Why do I like AVB? He’s got a defined football philosophy, a very clear idea of how he wants his team to play as evident from the aforementioned interview. Some people thought that he was stubborn when, using his own terms, his Chelsea team failed to adjust to his relatively high-block, but it also showed his determination and clarity of mind with regards to his footballing tactics. (He eventually compromised, playing a generally medium-block which Chelsea were much more comfortable with, and that highlighted his intelligence and readiness to adapt.) The very best managers have always had their personal football philosophy from which they build the foundations of their team: Sir Alex Ferguson traditionally plays a 4-4-2 with flying wingers and crossers, Bill Shankly nailed the idea of ‘pass and move’, Arrigo Sacchi had his famous Milan team press relentlessly, Marcelo Bielsa almost always plays with a back three, Viktor Maslov created the original 4-4-2, Johan Cryuff and Rinus Michel pioneered ‘Total Football’ that Pep Guardiola embraces today etc etc. AVB isn’t a tactical innovator like some of the above (at least not yet), but his steadfast belief in sticking to his footballing principles, coupled with his obvious willingness to learn from experiences and adapt, will serve him well in the long-run.

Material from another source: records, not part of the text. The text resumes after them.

use clap::Parser;
use colored::*;
use anyhow::Result;

use pb_bias::PairTemplate;
use pb_bias::DistancePotential;

use pairbias::bias_parsers::ProfileArguments;


#[derive(Debug, Parser)]
#[command(name = "pb-profile")]
#[command(version, about = "Tabulate the hydrogen bond potentials of a base pair kind")]
pub struct Cli {
    /// Print the MATHEVAL expressions before the table.
    #[arg(long)]
    show_expr: bool,

    #[command(flatten, next_help_heading = "Distance grid")]
    grid: ProfileArguments,
}

fn main() -> Result<()> {
    let cli = Cli::parse();
    let grid = cli.grid.grid()?;

    let template = PairTemplate::of(cli.grid.kind);
    let [a, b] = &template.terms;

    if cli.show_expr {
        for (label, term) in [("a:", a), ("b:", b)] {
            println!("{} {}", label.yellow(), term.expression());
            println!("   {} well, {:.4} at x = {}",
                if term.is_attractive() { "attractive" } else { "repulsive" },
                term.breakpoint_value(), term.upper);
        }
    }

    println!("# {} {}", template.kind.to_string().cyan(),
        format!("{:>8} {:>12} {:>12} {:>12}", "x/nm", "a(x)", "b(x)", "a+b").green());
    for x in grid {
        println!("     {:>8.4} {:>12.4} {:>12.4} {:>12.4}",
            x, a.value(x), b.value(x), template.total(x));
    }
    Ok(())
}
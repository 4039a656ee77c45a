//! PhoenixConfig - Parameters of an evolution run
//!
//! The core only ever sees a validated `PhoenixConfig` value. Loading it from
//! files or the environment is the runner's job.

use serde::{Deserialize, Serialize};

use crate::error::ConfigError;

/// Parent selection strategy
#[derive(Debug, Clone, Copy, PartialEq, Eq, Default, Serialize, Deserialize)]
#[serde(rename_all = "snake_case")]
pub enum SelectionMethod {
    #[default]
    Tournament,
    Roulette,
    Rank,
    ElitePreservation,
}

impl std::str::FromStr for SelectionMethod {
    type Err = ConfigError;

    fn from_str(s: &str) -> Result<Self, Self::Err> {
        match s.trim().to_ascii_lowercase().replace('-', "_").as_str() {
            "tournament" => Ok(SelectionMethod::Tournament),
            "roulette" => Ok(SelectionMethod::Roulette),
            "rank" => Ok(SelectionMethod::Rank),
            "elite_preservation" | "elite" => Ok(SelectionMethod::ElitePreservation),
            other => Err(ConfigError::Invalid(format!("unknown selection method `{other}`"))),
        }
    }
}

/// Where an agent's fitness comes from
#[derive(Debug, Clone, Copy, PartialEq, Eq, Default, Serialize, Deserialize)]
#[serde(rename_all = "snake_case")]
pub enum FitnessSource {
    /// Analyzer scores of the agent's generated text
    #[default]
    TextAnalysis,
    /// Mean of all trait values
    TraitAverage,
}

impl std::str::FromStr for FitnessSource {
    type Err = ConfigError;

    fn from_str(s: &str) -> Result<Self, Self::Err> {
        match s.trim().to_ascii_lowercase().replace('-', "_").as_str() {
            "text_analysis" | "text" => Ok(FitnessSource::TextAnalysis),
            "trait_average" | "traits" => Ok(FitnessSource::TraitAverage),
            other => Err(ConfigError::Invalid(format!("unknown fitness source `{other}`"))),
        }
    }
}

/// Evolution run configuration
#[derive(Debug, Clone, PartialEq, Serialize, Deserialize)]
#[serde(default)]
pub struct PhoenixConfig {
    pub population_size: usize,
    pub max_generations: u32,
    /// Exponent applied to roulette and rank weights
    pub selection_pressure: f64,
    pub mutation_rate: f64,
    pub crossover_rate: f64,
    pub elite_rate: f64,
    pub diversity_weight: f64,
    pub performance_weight: f64,
    pub convergence_threshold: f64,
    pub significance_threshold: f64,
    pub enable_knowledge_distillation: bool,
    pub enable_subliminal_learning: bool,
    pub enable_document_conditioning: bool,
    pub selection_method: SelectionMethod,
    pub tournament_size: usize,
    pub fitness_source: FitnessSource,
    /// Minimum pairwise distance kept by diversity maintenance
    pub diversity_threshold: f64,
    pub seed: u64,
}

impl Default for PhoenixConfig {
    fn default() -> Self {
        Self {
            population_size: 20,
            max_generations: 10,
            selection_pressure: 1.0,
            mutation_rate: 0.1,
            crossover_rate: 0.7,
            elite_rate: 0.2,
            diversity_weight: 0.3,
            performance_weight: 0.7,
            convergence_threshold: 0.01,
            significance_threshold: 0.05,
            enable_knowledge_distillation: true,
            enable_subliminal_learning: true,
            enable_document_conditioning: true,
            selection_method: SelectionMethod::Tournament,
            tournament_size: 3,
            fitness_source: FitnessSource::TextAnalysis,
            diversity_threshold: 0.1,
            seed: 42,
        }
    }
}

impl PhoenixConfig {
    /// Check every parameter, returning the first violation
    pub fn validate(&self) -> Result<(), ConfigError> {
        if self.population_size < 1 {
            return Err(ConfigError::PopulationTooSmall(self.population_size));
        }
        if self.max_generations < 1 {
            return Err(ConfigError::NoGenerations(self.max_generations));
        }

        let rates = [
            ("mutation_rate", self.mutation_rate),
            ("crossover_rate", self.crossover_rate),
            ("elite_rate", self.elite_rate),
            ("diversity_weight", self.diversity_weight),
            ("performance_weight", self.performance_weight),
            ("diversity_threshold", self.diversity_threshold),
        ];
        for (name, value) in rates {
            if !(0.0..=1.0).contains(&value) {
                return Err(ConfigError::RateOutOfRange { name, value });
            }
        }

        if !(self.selection_pressure.is_finite() && self.selection_pressure > 0.0) {
            return Err(ConfigError::InvalidSelectionPressure(self.selection_pressure));
        }
        if !(self.significance_threshold > 0.0 && self.significance_threshold < 1.0) {
            return Err(ConfigError::InvalidSignificance(self.significance_threshold));
        }
        if !(self.convergence_threshold.is_finite() && self.convergence_threshold >= 0.0) {
            return Err(ConfigError::InvalidConvergenceThreshold(self.convergence_threshold));
        }
        if self.tournament_size < 1 {
            return Err(ConfigError::EmptyTournament);
        }
        Ok(())
    }

    /// Number of agents carried unchanged into the next generation
    pub fn elite_count(&self) -> usize {
        let raw = (self.population_size as f64 * self.elite_rate).round() as usize;
        raw.max(1).min(self.population_size.max(1))
    }

    /// Number of agents whose output is distilled each generation
    pub fn distillation_count(&self) -> usize {
        self.population_size.div_ceil(5)
    }
}
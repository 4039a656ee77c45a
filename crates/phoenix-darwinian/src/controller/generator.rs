//! Output generation boundary
//!
//! The orchestrator never talks to a model directly. It asks an
//! [`OutputGenerator`] for the text an agent produces for a task; the
//! default [`SimulatedOutputGenerator`] composes it deterministically from
//! the agent's spirit and strongest traits.

use async_trait::async_trait;
use phoenix_common::{AgentError, AgentState, SpiritType, TraitGroup};

/// Task used when scoring every agent of a generation
pub const EVALUATION_TASK: &str =
    "Analyze and provide a strategic solution for optimizing system performance";

/// Task used when distilling knowledge from top performers
pub const DISTILLATION_TASK: &str = "Provide a comprehensive analysis and strategic recommendations";

/// Traits at or above this value contribute a sentence
pub const EXPRESSED_TRAIT_THRESHOLD: f64 = 0.6;

const MAX_TRAIT_SENTENCES: usize = 5;

/// Produces the text an agent writes for a task
#[cfg_attr(test, mockall::automock)]
#[async_trait]
pub trait OutputGenerator: Send + Sync {
    async fn generate(&self, agent: &AgentState, task: &str) -> Result<String, AgentError>;
}

fn spirit_keywords(spirit: SpiritType) -> [&'static str; 3] {
    match spirit {
        SpiritType::Fox => ["strategy", "adaptation", "clever analysis"],
        SpiritType::Wolf => ["teamwork", "coordination", "loyal collaboration"],
        SpiritType::Otter => ["creativity", "exploration", "playful experimentation"],
        SpiritType::Eagle => ["vision", "precision", "independent research"],
        SpiritType::Lion => ["leadership", "courage", "decisive management"],
        SpiritType::Tiger => ["focus", "execution", "relentless optimization"],
        SpiritType::Dragon => ["mastery", "architecture", "deep expertise"],
        SpiritType::Phoenix => ["renewal", "resilience", "transformative recovery"],
        SpiritType::Alien => ["invention", "novel design", "unconventional insight"],
        SpiritType::Yeti => ["patience", "endurance", "methodical documentation"],
    }
}

fn trait_sentence(name: &str) -> Option<&'static str> {
    let sentence = match name {
        "dominance" => "We should take the lead and direct the team toward the main objective.",
        "independence" => "I will investigate the problem independently and verify every assumption.",
        "patience" => "A careful, step by step process ensures we measure each result before moving on.",
        "aggression" => "We must tackle the core bottleneck directly and fix it first.",
        "charisma" => "Clear communication keeps the stakeholders aligned and the team engaged.",
        "creativity" => "Imagine a novel design: an innovative cache layer that adapts to usage patterns.",
        "perfectionism" => "Specifically, we validate the data precisely and test every edge case.",
        "adaptability" => "If the load changes then we adjust the configuration and modify the plan.",
        "strength" => "The system must be robust and maintain throughput under heavy load.",
        "agility" => "Alternatively, we can iterate quickly and pivot when the metrics shift.",
        "endurance" => "We consistently monitor the service to ensure reliable long-term operation.",
        "strategist" => "Our strategy sets long-term goals and milestones, based on evidence from the data.",
        "hunter" => "First, we track down the slowest queries and resolve them one by one.",
        "teacher" => "For example, the documentation explains the approach so every developer can apply it.",
        "artist" => "A clean visual interface improves the user experience of the dashboard.",
        "healer" => "We diagnose failing components and restore the health of the service.",
        "inventor" => "We could build a new algorithm and experiment with an original prototype.",
        _ => return None,
    };
    Some(sentence)
}

/// Deterministic generator driven by spirit and trait values
#[derive(Debug, Clone, Copy, Default)]
pub struct SimulatedOutputGenerator;

impl SimulatedOutputGenerator {
    pub fn new() -> Self {
        Self
    }

    /// Compose the output without going through the async boundary
    pub fn compose(&self, agent: &AgentState, task: &str) -> String {
        let [primary, secondary, signature] = spirit_keywords(agent.spirit);

        let mut ranked: Vec<(&String, f64)> = TraitGroup::ALL
            .iter()
            .flat_map(|group| agent.traits(*group).iter().map(|(name, value)| (name, *value)))
            .filter(|(_, value)| *value >= EXPRESSED_TRAIT_THRESHOLD)
            .collect();
        ranked.sort_by(|a, b| b.1.total_cmp(&a.1).then_with(|| a.0.cmp(b.0)));

        let mut sentences = vec![format!(
            "As a {} agent, I approach the task \"{}\" with {} and {}.",
            agent.spirit, task, primary, secondary
        )];
        sentences.extend(
            ranked
                .iter()
                .filter_map(|(name, _)| trait_sentence(name))
                .take(MAX_TRAIT_SENTENCES)
                .map(str::to_string),
        );
        sentences.push(format!(
            "Therefore, the recommended next step is to implement the solution with {signature} and verify the result."
        ));
        sentences.join(" ")
    }
}

#[async_trait]
impl OutputGenerator for SimulatedOutputGenerator {
    async fn generate(&self, agent: &AgentState, task: &str) -> Result<String, AgentError> {
        Ok(self.compose(agent, task))
    }
}
//! # Darwinian
//!
//! Evolutionary operators and the orchestrator of PHOENIX runs.
//!
//! ## Generation Step
//!
//! ```text
//! evaluate ──► distill top ⌈n/5⌉ ──► select ──► breed ──► mutate ──► elite ∪ offspring
//!                                                                        │
//!                              statistics + convergence ◄───────────────┘
//! ```
//!
//! Everything after distillation is the pure [`evolve`] function; the
//! [`PhoenixEngine`] adds the async output generator and hook boundaries.
//!
//! ## Convergence
//!
//! A run converges when the variance of the last five average fitness values
//! and of the last five diversity values are both below the configured
//! threshold.

pub mod breeding;
pub mod controller;
pub mod diversity;
pub mod mutation;
pub mod population;
pub mod selection;
pub mod statistics;

pub use breeding::{
    breed, clone_parent, genetic_compatibility, BreedingParams, BreedingResult, OffspringSlot,
};
pub use controller::{
    evolve, summarize, EvolutionHook, EvolutionSummary, GenerationReport, OutputGenerator,
    PhoenixEngine, SimulatedOutputGenerator,
};
pub use diversity::{diversity_metrics, diversity_score, maintain_diversity, trait_distance};
pub use mutation::{mutate, mutate_all, MutationReport};
pub use population::{fit_to_size, initial_population, synthesize_population};
pub use selection::{ranked_by_fitness, ParentSelector};
pub use statistics::{check_convergence, generation_statistics};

Why do I like AVB? Above all, AVB is a winner. You probably know all of his achievements somewhere at the back of your mind, but the English press does a good job of having you forget them, so let me remind you. During his first club managerial stint, he led Academia to a very respectable 11th place, 10 points clear of relegation, having taken over the club when they were rock bottom of the league without a single win and looking dead certain to be relegated. Beyond that, they were playing good attractive football that was pleasing on the eye. He was snapped up by Porto, winning the treble in his first and only season, going undefeated for the whole season in the domestic league, and becoming the youngest ever manager to win a European title in the process. Critics who point out that AVB took over one of Portugal’s Big Three that had previously won the Champions League have only got half the picture: the season before AVB took over, Porto had finished 3rd in the league, their lowest position in 9 years. AVB had taken over a club very much in crisis, and proceeded to lead them to one of their most successful ever campaigns, playing some sumptuous proactive attacking football along the way.

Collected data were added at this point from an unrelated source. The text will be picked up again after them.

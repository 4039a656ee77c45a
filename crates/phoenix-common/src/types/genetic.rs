//! Genetic material - knowledge distilled from one agent output
//!
//! ```text
//! agent output ──► traits ──────────┐
//!              ├─► domains ─────────┤
//!              ├─► specialization ──┼──► AgentGeneticMaterial ──► pool (append-only)
//!              └─► structured ──────┘
//! ```

use chrono::{DateTime, Utc};
use serde::{Deserialize, Serialize};
use std::collections::{BTreeMap, BTreeSet};

use super::spirit::{NamingStyle, SpiritType, TraitCategory};

/// Number of characters of the task input kept in a generation context
pub const INPUT_EXCERPT_CHARS: usize = 500;

/// A latent behavioral trait detected in text
#[derive(Debug, Clone, PartialEq, Serialize, Deserialize)]
pub struct SubliminalTrait {
    pub id: String,
    pub name: String,
    /// Strength in [0, 1]
    pub strength: f64,
    pub category: TraitCategory,
    /// Text excerpts evidencing the trait
    pub manifestation: String,
    /// Confidence in [0, 1]
    pub confidence: f64,
}

impl SubliminalTrait {
    /// Ranking key used when capping the number of retained traits
    #[inline]
    pub fn rank_score(&self) -> f64 {
        self.strength * self.confidence
    }
}

/// A concept, reasoning pattern or strategy found in text
#[derive(Debug, Clone, PartialEq, Serialize, Deserialize)]
pub struct KnowledgeItem {
    pub id: String,
    pub name: String,
    pub description: String,
    pub confidence: f64,
    pub category: String,
}

#[derive(Debug, Clone, Copy, PartialEq, Eq, PartialOrd, Ord, Hash, Default, Serialize, Deserialize)]
#[serde(rename_all = "lowercase")]
pub enum ExpertiseLevel {
    #[default]
    Unknown,
    Beginner,
    Intermediate,
    Expert,
}

impl ExpertiseLevel {
    pub fn as_str(&self) -> &'static str {
        match self {
            ExpertiseLevel::Unknown => "unknown",
            ExpertiseLevel::Beginner => "beginner",
            ExpertiseLevel::Intermediate => "intermediate",
            ExpertiseLevel::Expert => "expert",
        }
    }

    /// Ordinal rank used for level similarity (unknown = 0 .. expert = 3)
    pub fn rank(&self) -> u8 {
        match self {
            ExpertiseLevel::Unknown => 0,
            ExpertiseLevel::Beginner => 1,
            ExpertiseLevel::Intermediate => 2,
            ExpertiseLevel::Expert => 3,
        }
    }
}

impl std::fmt::Display for ExpertiseLevel {
    fn fmt(&self, f: &mut std::fmt::Formatter<'_>) -> std::fmt::Result {
        f.write_str(self.as_str())
    }
}

/// Expertise evidence for one domain
#[derive(Debug, Clone, PartialEq, Serialize, Deserialize)]
pub struct DomainKnowledge {
    pub expertise_score: f64,
    pub level: ExpertiseLevel,
    pub confidence: f64,
    pub indicators: Vec<String>,
}

/// Knowledge extracted from an output, grouped by kind
#[derive(Debug, Clone, Default, PartialEq, Serialize, Deserialize)]
pub struct StructuredKnowledge {
    pub categories: BTreeSet<String>,
    pub concepts: Vec<KnowledgeItem>,
    pub reasoning_patterns: Vec<KnowledgeItem>,
    pub strategies: Vec<KnowledgeItem>,
    pub domain_knowledge: BTreeMap<String, DomainKnowledge>,
    pub confidence_scores: BTreeMap<String, f64>,
}

impl StructuredKnowledge {
    pub fn item_count(&self) -> usize {
        self.concepts.len() + self.reasoning_patterns.len() + self.strategies.len()
    }
}

/// How well an output matches its spirit's expected specialization
#[derive(Debug, Clone, PartialEq, Serialize, Deserialize)]
pub struct SpecializationSummary {
    pub spirit: SpiritType,
    pub overall_accuracy: f64,
    pub role_alignment: f64,
    pub expertise_depth: f64,
    pub behavioral_consistency: f64,
    pub knowledge_application: f64,
}

#[derive(Debug, Clone, PartialEq, Serialize, Deserialize)]
pub struct EnvironmentSnapshot {
    pub generation: u32,
    pub agent_id: String,
}

#[derive(Debug, Clone, PartialEq, Serialize, Deserialize)]
pub struct AgentSnapshot {
    pub spirit: SpiritType,
    pub style: NamingStyle,
    pub generation: u32,
    pub fitness: f64,
}

#[derive(Debug, Clone, PartialEq, Serialize, Deserialize)]
pub struct PerformanceSnapshot {
    pub output_length: usize,
    pub complexity_score: f64,
    pub domain_coverage: usize,
}

/// The circumstances under which material was produced
#[derive(Debug, Clone, PartialEq, Serialize, Deserialize)]
pub struct GenerationContext {
    pub task: String,
    /// First [`INPUT_EXCERPT_CHARS`] characters of the task input
    pub input_excerpt: String,
    pub environment: EnvironmentSnapshot,
    pub agent: AgentSnapshot,
    pub performance: PerformanceSnapshot,
}

impl GenerationContext {
    /// Truncate an input to the excerpt length on a char boundary
    pub fn excerpt(input: &str) -> String {
        input.chars().take(INPUT_EXCERPT_CHARS).collect()
    }
}

/// Distilled knowledge from one agent output. Immutable once created.
#[derive(Debug, Clone, PartialEq, Serialize, Deserialize)]
pub struct AgentGeneticMaterial {
    pub id: String,
    pub agent_id: String,
    pub generation: u32,
    pub content: String,
    pub structured_knowledge: StructuredKnowledge,
    /// domain -> relevance score
    pub relevance_scores: BTreeMap<String, f64>,
    pub subliminal_traits: Vec<SubliminalTrait>,
    pub specialization: Option<SpecializationSummary>,
    pub fitness_score: f64,
    pub generation_context: GenerationContext,
    pub created_at: DateTime<Utc>,
}

#[cfg(test)]
mod tests {
    use super::*;

    #[test]
    fn test_excerpt_respects_char_boundaries() {
        let input = "é".repeat(600);
        let excerpt = GenerationContext::excerpt(&input);
        assert_eq!(excerpt.chars().count(), INPUT_EXCERPT_CHARS);
        assert_eq!(GenerationContext::excerpt("short"), "short");
    }

    #[test]
    fn test_expertise_level_ordering() {
        assert!(ExpertiseLevel::Expert > ExpertiseLevel::Intermediate);
        assert_eq!(ExpertiseLevel::default(), ExpertiseLevel::Unknown);
        assert_eq!(ExpertiseLevel::Beginner.rank(), 1);
    }

    #[test]
    fn test_rank_score() {
        let t = SubliminalTrait {
            id: "t".into(),
            name: "leadership".into(),
            strength: 0.5,
            category: TraitCategory::Personality,
            manifestation: String::new(),
            confidence: 0.8,
        };
        assert!((t.rank_score() - 0.4).abs() < 1e-12);
    }
}
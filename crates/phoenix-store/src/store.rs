//! Agent store boundary

use async_trait::async_trait;
use phoenix_common::{AgentState, PersistenceError};
use tracing::debug;

/// Trait for agent state storage backends
#[cfg_attr(test, mockall::automock)]
#[async_trait]
pub trait AgentStore: Send + Sync {
    /// Insert or replace an agent
    async fn save(&self, agent: &AgentState) -> Result<(), PersistenceError>;

    /// Load an agent by id
    async fn load(&self, id: &str) -> Result<Option<AgentState>, PersistenceError>;

    /// Ids of every stored agent, sorted
    async fn list(&self) -> Result<Vec<String>, PersistenceError>;

    /// Delete an agent
    async fn delete(&self, id: &str) -> Result<(), PersistenceError>;
}

/// Ids double as file names: non-empty, ASCII alphanumerics, `_`, `-` and
/// `.`, not starting with a dot
pub fn validate_id(id: &str) -> Result<(), PersistenceError> {
    let valid = !id.is_empty()
        && !id.starts_with('.')
        && id
            .chars()
            .all(|c| c.is_ascii_alphanumeric() || matches!(c, '_' | '-' | '.'));
    if valid {
        Ok(())
    } else {
        Err(PersistenceError::InvalidId(id.to_string()))
    }
}

/// Save every agent, stopping at the first failure. Returns the number saved.
pub async fn save_population(
    store: &dyn AgentStore,
    agents: &[AgentState],
) -> Result<usize, PersistenceError> {
    for agent in agents {
        store.save(agent).await?;
    }
    debug!(agents = agents.len(), "Saved population");
    Ok(agents.len())
}

/// Load every stored agent in id order
pub async fn load_all(store: &dyn AgentStore) -> Result<Vec<AgentState>, PersistenceError> {
    let mut agents = Vec::new();
    for id in store.list().await? {
        if let Some(agent) = store.load(&id).await? {
            agents.push(agent);
        }
    }
    Ok(agents)
}

#[cfg(test)]
mod tests {
    use super::*;
    use phoenix_common::{NamingStyle, SpiritType};

    fn agent(id: &str) -> AgentState {
        AgentState::builder(id, SpiritType::Otter, NamingStyle::Hybrid)
            .build()
            .unwrap()
    }

    #[test]
    fn test_validate_id() {
        assert!(validate_id("agent_g001_003").is_ok());
        assert!(validate_id("agent-7.v2").is_ok());
        for bad in ["", ".hidden", "../etc", "a/b", "a b"] {
            assert!(matches!(validate_id(bad), Err(PersistenceError::InvalidId(_))), "{bad}");
        }
    }

    #[tokio::test]
    async fn test_save_population_stops_on_error() {
        let mut store = MockAgentStore::new();
        store
            .expect_save()
            .times(2)
            .returning(|a| {
                if a.id == "b" {
                    Err(PersistenceError::InvalidId(a.id.clone()))
                } else {
                    Ok(())
                }
            });

        let agents = vec![agent("a"), agent("b"), agent("c")];
        let result = save_population(&store, &agents).await;
        assert!(matches!(result, Err(PersistenceError::InvalidId(id)) if id == "b"));
    }

    #[tokio::test]
    async fn test_load_all_skips_vanished_agents() {
        let mut store = MockAgentStore::new();
        store
            .expect_list()
            .returning(|| Ok(vec!["a".to_string(), "gone".to_string()]));
        store.expect_load().returning(|id| {
            Ok((id == "a").then(|| agent("a")))
        });

        let agents = load_all(&store).await.unwrap();
        assert_eq!(agents.len(), 1);
        assert_eq!(agents[0].id, "a");
    }
}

He may not have achieved what he wanted to at Chelsea (and really, with the current set-up and players, who could?), but with his attributes that I’ve underlined, AVB will be back. Back and winning I hope, if only to prove to all those that have conveniently put all the blame on him, what a manager AVB is. I’m no Chelsea fan but I honestly did believe that given the time and unconditional support from his bosses, and having such an absolute and definitive football philosophy and future plan, he would have done a fantastic job. Surely, AVB’s dismissal is Chelsea’s loss.